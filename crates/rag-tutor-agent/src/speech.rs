//! Speech synthesis with a process-lifetime cache.

use std::collections::HashMap;
use std::sync::Arc;

use anyhow::Context;
use bytes::Bytes;
use tokio::sync::RwLock;
use tracing::debug;

use rag_tutor_core::config::Config;
use rag_tutor_providers::SpeechBackend;

/// Shown when there is no answer worth reading aloud yet.
pub const ASK_FIRST_MESSAGE: &str = "Please ask a question first!";

/// Cache key: identical inputs always map to the same audio.
#[derive(Debug, Clone, PartialEq, Eq, Hash)]
pub struct SpeechKey {
    pub model: String,
    pub voice: String,
    pub text: String,
}

#[derive(Debug, Clone, PartialEq, Eq)]
pub enum ListenOutcome {
    Audio(Bytes),
    AskFirst,
}

pub struct SpeechSynthesizer {
    backend: Arc<dyn SpeechBackend>,
    model: String,
    voice: String,
    min_chars: usize,
    cache: Arc<RwLock<HashMap<SpeechKey, Bytes>>>,
}

impl SpeechSynthesizer {
    pub fn new(
        backend: Arc<dyn SpeechBackend>,
        model: impl Into<String>,
        voice: impl Into<String>,
        min_chars: usize,
    ) -> Self {
        Self {
            backend,
            model: model.into(),
            voice: voice.into(),
            min_chars,
            cache: Arc::new(RwLock::new(HashMap::new())),
        }
    }

    pub fn from_config(backend: Arc<dyn SpeechBackend>, config: &Config) -> Self {
        Self::new(
            backend,
            config.tts_model(),
            config.tts_voice(),
            config.tts_min_chars(),
        )
    }

    /// Synthesize `text`, reusing cached audio for identical inputs.
    pub async fn synthesize(&self, model: &str, voice: &str, text: &str) -> anyhow::Result<Bytes> {
        let key = SpeechKey {
            model: model.to_string(),
            voice: voice.to_string(),
            text: text.to_string(),
        };

        if let Some(audio) = self.cache.read().await.get(&key) {
            debug!(model, voice, "Speech cache hit");
            return Ok(audio.clone());
        }

        let audio = self
            .backend
            .synthesize(model, voice, text)
            .await
            .context("Speech synthesis failed")?;

        let mut cache = self.cache.write().await;
        let audio = cache.entry(key).or_insert(audio).clone();
        debug!(model, voice, bytes = audio.len(), cached = cache.len(), "Speech cached");
        Ok(audio)
    }

    /// Whether `text` is long enough to be worth synthesizing.
    pub fn accepts(&self, text: &str) -> bool {
        text.chars().count() > self.min_chars
    }

    /// Read the current response aloud with the configured model and voice.
    pub async fn listen(&self, current_response: &str) -> anyhow::Result<ListenOutcome> {
        if !self.accepts(current_response) {
            return Ok(ListenOutcome::AskFirst);
        }
        let audio = self.synthesize(&self.model, &self.voice, current_response).await?;
        Ok(ListenOutcome::Audio(audio))
    }

    pub async fn cached_entries(&self) -> usize {
        self.cache.read().await.len()
    }
}
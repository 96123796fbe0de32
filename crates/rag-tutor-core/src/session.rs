//! Per-user session state.

use serde::{Deserialize, Serialize};
use uuid::Uuid;

use crate::transcript::Transcript;
use crate::types::ExperienceLevel;

/// State scoped to one interactive user. Never shared between users.
#[derive(Debug, Clone, Serialize, Deserialize)]
pub struct SessionState {
    pub id: Uuid,
    pub user_name: String,
    pub level: ExperienceLevel,
    pub transcript: Transcript,
    /// Raw text of the most recent assistant answer; empty until one arrives.
    pub current_response: String,
}

impl SessionState {
    pub fn new(user_name: impl Into<String>, level: ExperienceLevel) -> Self {
        Self {
            id: Uuid::new_v4(),
            user_name: user_name.into(),
            level,
            transcript: Transcript::new(),
            current_response: String::new(),
        }
    }

    /// Discard the conversation and start over with the same user settings.
    pub fn reset(&mut self) {
        self.id = Uuid::new_v4();
        self.transcript = Transcript::new();
        self.current_response.clear();
    }

    /// Short id for log fields.
    pub fn short_id(&self) -> String {
        self.id.simple().to_string()[..8].to_string()
    }
}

### AIM OF THE EXERCISE
Using the entries above, repeat only the lines from the one containing "use anyhow::Context;" through the one containing "pub const ASK_FIRST_MESSAGE: &str", end lines included.

### YOUR SOLUTION
use anyhow::Context;
use bytes::Bytes;
use tokio::sync::RwLock;
use tracing::debug;

use rag_tutor_core::config::Config;
use rag_tutor_providers::SpeechBackend;

/// Shown when there is no answer worth reading aloud yet.
pub const ASK_FIRST_MESSAGE: &str = "Please ask a question first!";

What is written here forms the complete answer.